§ **WHAT THIS TASK INVOLVES**: Range to output from the entries below: the line containing "impl RpcChannel for" through the line containing "if let Err(e) = stream.shutdown().await". Set it down exactly, ends included, nothing else.

[Saved data entries]
- - - - -

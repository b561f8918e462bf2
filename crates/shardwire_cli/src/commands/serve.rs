//! `serve` command implementation.

use super::TargetArgs;
use crate::error::CliResult;
use shardwire_tablet::{MemoryEngine, ServerConfig, TabletServer, TabletService};
use std::net::SocketAddr;
use std::sync::Arc;
use tracing::{info, warn};

/// Builds the in-memory tablet served by `serve`.
///
/// With `seed_table`, the table gets an `id` primary key holding `1..=rows`
/// so that `split` has something to work on.
pub fn build_service(
    addr: SocketAddr,
    target: &TargetArgs,
    seed_table: Option<&str>,
    rows: i64,
) -> Arc<TabletService> {
    let engine = Arc::new(MemoryEngine::new());
    if let Some(table) = seed_table {
        engine.add_table(table, "id", (1..=rows).collect());
    }
    let config = ServerConfig::new(target.keyspace.clone(), target.shard.clone(), target.tablet_type)
        .with_bind_addr(addr);
    Arc::new(TabletService::new(config, engine))
}

/// Runs the serve command until interrupted.
pub async fn run(
    addr: SocketAddr,
    target: &TargetArgs,
    seed_table: Option<&str>,
    rows: i64,
) -> CliResult<()> {
    let server = TabletServer::new(build_service(addr, target, seed_table, rows));
    let listener = server.bind().await?;
    server
        .serve(listener, async {
            if let Err(e) = tokio::signal::ctrl_c().await {
                warn!(error = %e, "cannot listen for interrupts");
                std::future::pending::<()>().await;
            }
            info!("interrupted, shutting down");
        })
        .await?;
    Ok(())
}
//! Length-delimited CBOR frames over TCP.
//!
//! Each frame is a big-endian `u32` length followed by that many payload
//! bytes. A unary call writes one request frame and reads one reply frame on
//! the connection's socket. A streaming call opens a dedicated socket, writes
//! its request and then reads frames until the end marker.

use crate::channel::{FrameReceiver, RpcChannel};
use crate::config::ConnConfig;
use crate::conn::TabletConn;
use crate::context::Context;
use crate::dialer::TabletDialer;
use crate::error::{TabletError, TabletResult};
use crate::rpc_conn::RpcTabletConn;
use async_trait::async_trait;
use bytes::{Bytes, BytesMut};
use shardwire_types::{EndPoint, Target};
use std::io;
use std::time::Duration;
use tokio::io::{AsyncRead, AsyncReadExt, AsyncWrite, AsyncWriteExt};
use tokio::net::TcpStream;
use tracing::{debug, warn};

/// Name of the port in an [`EndPoint`] port map that serves tablet RPC.
pub const RPC_PORT: &str = "rpc";

/// Reads one frame.
///
/// Returns `Ok(None)` if the peer closed the stream at a frame boundary.
pub async fn read_frame<R>(reader: &mut R, max_len: usize) -> TabletResult<Option<Bytes>>
where
    R: AsyncRead + Unpin,
{
    let mut header = [0u8; 4];
    match reader.read_exact(&mut header).await {
        Ok(_) => {}
        Err(e) if e.kind() == io::ErrorKind::UnexpectedEof => return Ok(None),
        Err(e) => return Err(e.into()),
    }
    let len = u32::from_be_bytes(header) as usize;
    if len > max_len {
        return Err(TabletError::Protocol(format!(
            "frame of {len} bytes exceeds limit of {max_len}"
        )));
    }
    let mut payload = BytesMut::zeroed(len);
    reader.read_exact(&mut payload).await?;
    Ok(Some(payload.freeze()))
}

/// Writes one frame and flushes.
pub async fn write_frame<W>(writer: &mut W, payload: &[u8]) -> TabletResult<()>
where
    W: AsyncWrite + Unpin,
{
    let len = u32::try_from(payload.len())
        .map_err(|_| TabletError::Protocol(format!("frame of {} bytes is too large", payload.len())))?;
    writer.write_all(&len.to_be_bytes()).await?;
    writer.write_all(payload).await?;
    writer.flush().await?;
    Ok(())
}

async fn connect(addr: &str) -> TabletResult<TcpStream> {
    let stream = TcpStream::connect(addr)
        .await
        .map_err(|e| TabletError::transport_retryable(format!("connect {addr}: {e}")))?;
    stream.set_nodelay(true)?;
    Ok(stream)
}

/// TCP implementation of [`RpcChannel`].
#[derive(Debug)]
pub struct TcpChannel {
    addr: String,
    stream: Option<TcpStream>,
    in_flight: bool,
    max_frame_len: usize,
}

impl TcpChannel {
    /// Connects to `addr`.
    pub async fn connect(addr: impl Into<String>, max_frame_len: usize) -> TabletResult<Self> {
        let addr = addr.into();
        let stream = connect(&addr).await?;
        Ok(Self {
            addr,
            stream: Some(stream),
            in_flight: false,
            max_frame_len,
        })
    }

    /// Returns the remote address.
    pub fn addr(&self) -> &str {
        &self.addr
    }

    async fn roundtrip(&mut self, request: &[u8]) -> TabletResult<Bytes> {
        // A call dropped mid-flight leaves its reply unread on the socket.
        if self.in_flight {
            debug!(addr = %self.addr, "discarding socket of an abandoned call");
            self.stream = None;
        }
        if self.stream.is_none() {
            self.stream = Some(connect(&self.addr).await?);
        }
        let Some(stream) = self.stream.as_mut() else {
            return Err(TabletError::ConnClosed);
        };
        self.in_flight = true;
        write_frame(stream, request).await?;
        let reply = read_frame(stream, self.max_frame_len)
            .await?
            .ok_or_else(|| TabletError::transport_retryable("tablet closed the connection"))?;
        self.in_flight = false;
        Ok(reply)
    }
}

#[async_trait]
impl RpcChannel for TcpChannel {
    async fn call(&mut self, request: Bytes) -> TabletResult<Bytes> {
        let res = self.roundtrip(&request).await;
        if res.is_err() {
            self.stream = None;
            self.in_flight = false;
        }
        res
    }

    async fn open_stream(&mut self, request: Bytes) -> TabletResult<Box<dyn FrameReceiver>> {
        let mut stream = connect(&self.addr).await?;
        write_frame(&mut stream, &request).await?;
        Ok(Box::new(TcpFrames {
            stream,
            max_frame_len: self.max_frame_len,
        }))
    }

    async fn close(&mut self) {
        if let Some(mut stream) = self.stream.take() {
            if let Err(e) = stream.shutdown().await {
                warn!(addr = %self.addr, error = %e, "socket shutdown failed");
            }
        }
    }
}

struct TcpFrames {
    stream: TcpStream,
    max_frame_len: usize,
}

#[async_trait]
impl FrameReceiver for TcpFrames {
    async fn recv(&mut self) -> TabletResult<Option<Bytes>> {
        read_frame(&mut self.stream, self.max_frame_len).await
    }
}

/// Dials tablets over TCP.
#[derive(Debug, Clone, Default)]
pub struct TcpDialer {
    config: ConnConfig,
}

impl TcpDialer {
    /// Creates a dialer using `config` for every connection.
    pub fn new(config: ConnConfig) -> Self {
        Self { config }
    }
}

#[async_trait]
impl TabletDialer for TcpDialer {
    async fn dial(
        &self,
        ctx: &Context,
        endpoint: &EndPoint,
        target: &Target,
        timeout: Duration,
    ) -> TabletResult<Box<dyn TabletConn>> {
        let addr = endpoint.addr(RPC_PORT).ok_or_else(|| {
            TabletError::config(format!("endpoint {} has no '{RPC_PORT}' port", endpoint.uid))
        })?;
        let channel = ctx
            .with_timeout(timeout)
            .run(TcpChannel::connect(addr.clone(), self.config.max_frame_len))
            .await?;
        debug!(%addr, %target, "dialed tablet over tcp");
        Ok(Box::new(RpcTabletConn::new(
            channel,
            endpoint.clone(),
            target.clone(),
            self.config.clone(),
        )))
    }
}
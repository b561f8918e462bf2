//! Tablet server configuration.

use shardwire_types::{TabletType, Target};
use std::net::SocketAddr;
use std::time::Duration;

/// Configuration for a tablet server.
#[derive(Debug, Clone)]
pub struct ServerConfig {
    /// Keyspace served.
    pub keyspace: String,
    /// Shard served.
    pub shard: String,
    /// Role of this tablet.
    pub tablet_type: TabletType,
    /// Address the TCP listener binds to.
    pub bind_addr: SocketAddr,
    /// Rows per chunk of a streamed result.
    pub stream_chunk_size: usize,
    /// Largest result a non-streaming execute may return.
    pub max_result_rows: usize,
    /// Period of health snapshot refreshes.
    pub health_interval: Duration,
    /// Maximum concurrently open transactions.
    pub max_transactions: usize,
    /// Largest accepted request frame.
    pub max_frame_len: usize,
}

impl ServerConfig {
    /// Creates a configuration serving one keyspace shard.
    pub fn new(keyspace: impl Into<String>, shard: impl Into<String>, tablet_type: TabletType) -> Self {
        Self {
            keyspace: keyspace.into(),
            shard: shard.into(),
            tablet_type,
            bind_addr: SocketAddr::from(([127, 0, 0, 1], 15991)),
            stream_chunk_size: 128,
            max_result_rows: 10_000,
            health_interval: Duration::from_secs(20),
            max_transactions: 20,
            max_frame_len: 16 * 1024 * 1024,
        }
    }

    /// Sets the listener address.
    pub fn with_bind_addr(mut self, addr: SocketAddr) -> Self {
        self.bind_addr = addr;
        self
    }

    /// Sets the rows per streamed chunk.
    pub fn with_stream_chunk_size(mut self, rows: usize) -> Self {
        self.stream_chunk_size = rows.max(1);
        self
    }

    /// Sets the row limit of non-streaming results.
    pub fn with_max_result_rows(mut self, rows: usize) -> Self {
        self.max_result_rows = rows;
        self
    }

    /// Sets the health refresh period.
    pub fn with_health_interval(mut self, interval: Duration) -> Self {
        self.health_interval = interval;
        self
    }

    /// Sets the transaction pool capacity.
    pub fn with_max_transactions(mut self, max: usize) -> Self {
        self.max_transactions = max;
        self
    }

    /// Sets the request frame limit.
    pub fn with_max_frame_len(mut self, len: usize) -> Self {
        self.max_frame_len = len;
        self
    }

    /// Returns the target this configuration serves.
    pub fn target(&self) -> Target {
        Target::new(self.keyspace.clone(), self.shard.clone(), self.tablet_type)
    }
}

impl Default for ServerConfig {
    fn default() -> Self {
        Self::new("test_keyspace", "0", TabletType::Master)
    }
}
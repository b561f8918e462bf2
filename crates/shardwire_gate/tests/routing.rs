//! End-to-end routing across two loopback tablets.

use shardwire_gate::{Gate, GateError, MemoryTopology, Resolver};
use shardwire_tablet::{MemoryEngine, ServerConfig, TabletService};
use shardwire_tabletconn::{ConnConfig, Context, DialerRegistry, LoopbackDirectory};
use shardwire_types::{
    BoundKeyspaceIdQuery, BoundQuery, EndPoint, ErrorCode, Field, KeyspaceId,
    KeyspaceIdBatchQuery, QueryResult, Session, ShardSession, TabletType, Target, Type, Value,
};
use shardwire_vindex::{LookupStores, VSchema, VindexInput, VindexRegistry};
use std::sync::Arc;

struct Cluster {
    gate: Gate,
    low: Arc<MemoryEngine>,
    high: Arc<MemoryEngine>,
}

fn cluster(shards: &[&str]) -> Cluster {
    let directory = LoopbackDirectory::new();
    let topology = MemoryTopology::new();
    let mut engines = Vec::new();
    for (uid, shard) in shards.iter().enumerate() {
        let engine = Arc::new(MemoryEngine::new());
        let config = ServerConfig::new("user", *shard, TabletType::Master);
        let endpoint = EndPoint::new(uid as u32 + 1, format!("tablet-{shard}"), 15991);
        directory
            .register(&endpoint, Arc::new(TabletService::new(config, engine.clone())))
            .unwrap();
        topology.add_shard("user", shard, endpoint).unwrap();
        engines.push(engine);
    }

    let registry = VindexRegistry::builder().with_builtin().unwrap().build();
    let vschema = VSchema::from_json(
        r#"{ "keyspaces": { "user": { "sharded": true, "vindexes": { "user_id": { "type": "numeric" } } } } }"#,
        &registry,
        &LookupStores::new(),
    )
    .unwrap();

    let config = ConnConfig::new("loopback");
    let dialers = DialerRegistry::builder()
        .with_builtin(&config, directory)
        .unwrap()
        .build(&config)
        .unwrap();
    let gate = Gate::new(Resolver::new(Arc::new(topology), Arc::new(vschema)), dialers);
    let high = engines.last().cloned().unwrap();
    Cluster {
        gate,
        low: engines[0].clone(),
        high,
    }
}

fn ksid(user_id: u64, gate: &Gate) -> KeyspaceId {
    gate.resolver()
        .resolve_value("user", "user_id", &VindexInput::Uint(user_id))
        .unwrap()
        .0
}

fn query(sql: &str, ids: Vec<KeyspaceId>) -> BoundKeyspaceIdQuery {
    BoundKeyspaceIdQuery {
        query: BoundQuery::new(sql),
        keyspace: "user".into(),
        keyspace_ids: ids,
    }
}

const HIGH_USER: u64 = 0x9000_0000_0000_0001;

#[tokio::test]
async fn batch_is_split_by_owner_and_reassembled_in_order() {
    let c = cluster(&["-80", "80-"]);
    let row = |n: i64| {
        QueryResult::with_rows(vec![Field::new("id", Type::Int64)], vec![vec![Value::from_i64(n)]])
    };
    c.low.set_result("select * from user", row(1));
    c.high.set_result("select * from user", row(2));

    let low = ksid(1, &c.gate);
    let high = ksid(HIGH_USER, &c.gate);
    let batch = KeyspaceIdBatchQuery::new(
        vec![
            query("insert into user values (high)", vec![high.clone()]),
            query("select * from user", vec![low.clone(), high.clone()]),
            query("insert into user values (low)", vec![low]),
        ],
        TabletType::Master,
    );

    let results = c
        .gate
        .execute_batch_keyspace_ids(&Context::background(), batch)
        .await
        .unwrap();
    assert_eq!(results.len(), 3);
    assert_eq!(results[0].rows_affected, 1);
    let ids: Vec<i64> = results[1].rows.iter().map(|r| r[0].to_i64().unwrap()).collect();
    assert_eq!(ids, vec![1, 2]);
    assert_eq!(results[2].rows_affected, 1);

    assert_eq!(
        c.low.applied_sql(),
        vec!["select * from user", "insert into user values (low)"]
    );
    assert_eq!(
        c.high.applied_sql(),
        vec!["insert into user values (high)", "select * from user"]
    );
}

#[tokio::test]
async fn shard_failure_names_the_shard() {
    let c = cluster(&["-80", "80-"]);
    c.high
        .fail_on("insert dup", ErrorCode::IntegrityError, "duplicate key");
    let mut batch = KeyspaceIdBatchQuery::new(
        vec![
            query("insert ok", vec![ksid(HIGH_USER, &c.gate)]),
            query("insert dup", vec![ksid(HIGH_USER, &c.gate)]),
        ],
        TabletType::Master,
    );
    batch.as_transaction = true;

    let err = c
        .gate
        .execute_batch_keyspace_ids(&Context::background(), batch)
        .await
        .unwrap_err();
    assert_eq!(err.server_code(), Some(ErrorCode::IntegrityError));
    assert!(matches!(err, GateError::Tablet { ref shard, .. } if shard == "80-"));
    assert!(c.high.applied().is_empty());
}

#[tokio::test]
async fn uncovered_keyspace_id_has_no_shard() {
    let c = cluster(&["-80"]);
    let batch = KeyspaceIdBatchQuery::new(
        vec![query("select 1", vec![KeyspaceId::new(vec![0x90])])],
        TabletType::Master,
    );
    let err = c
        .gate
        .execute_batch_keyspace_ids(&Context::background(), batch)
        .await
        .unwrap_err();
    assert!(matches!(err, GateError::NoShard { .. }));
    assert!(c.low.applied().is_empty());
}

#[tokio::test]
async fn empty_keyspace_ids_are_rejected() {
    let c = cluster(&["-80", "80-"]);
    let batch = KeyspaceIdBatchQuery::new(vec![query("select 1", vec![])], TabletType::Master);
    let err = c
        .gate
        .execute_batch_keyspace_ids(&Context::background(), batch)
        .await
        .unwrap_err();
    assert!(matches!(err, GateError::InvalidRequest(_)));
}

#[tokio::test]
async fn session_transactions_are_not_forwarded() {
    let c = cluster(&["-80", "80-"]);
    let mut batch = KeyspaceIdBatchQuery::new(
        vec![query("insert into t values (1)", vec![ksid(1, &c.gate)])],
        TabletType::Master,
    );
    batch.session = Some(Session {
        in_transaction: true,
        shard_sessions: vec![ShardSession {
            target: Target::new("user", "-80", TabletType::Master),
            transaction_id: 7,
        }],
    });
    let err = c
        .gate
        .execute_batch_keyspace_ids(&Context::background(), batch)
        .await
        .unwrap_err();
    assert!(matches!(err, GateError::InvalidRequest(_)));
    assert!(c.low.applied().is_empty());
}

- - - - -

§ **ANSWER SECTION**:
impl RpcChannel for TcpChannel {
    async fn call(&mut self, request: Bytes) -> TabletResult<Bytes> {
        let res = self.roundtrip(&request).await;
        if res.is_err() {
            self.stream = None;
            self.in_flight = false;
        }
        res
    }

    async fn open_stream(&mut self, request: Bytes) -> TabletResult<Box<dyn FrameReceiver>> {
        let mut stream = connect(&self.addr).await?;
        write_frame(&mut stream, &request).await?;
        Ok(Box::new(TcpFrames {
            stream,
            max_frame_len: self.max_frame_len,
        }))
    }

    async fn close(&mut self) {
        if let Some(mut stream) = self.stream.take() {
            if let Err(e) = stream.shutdown().await {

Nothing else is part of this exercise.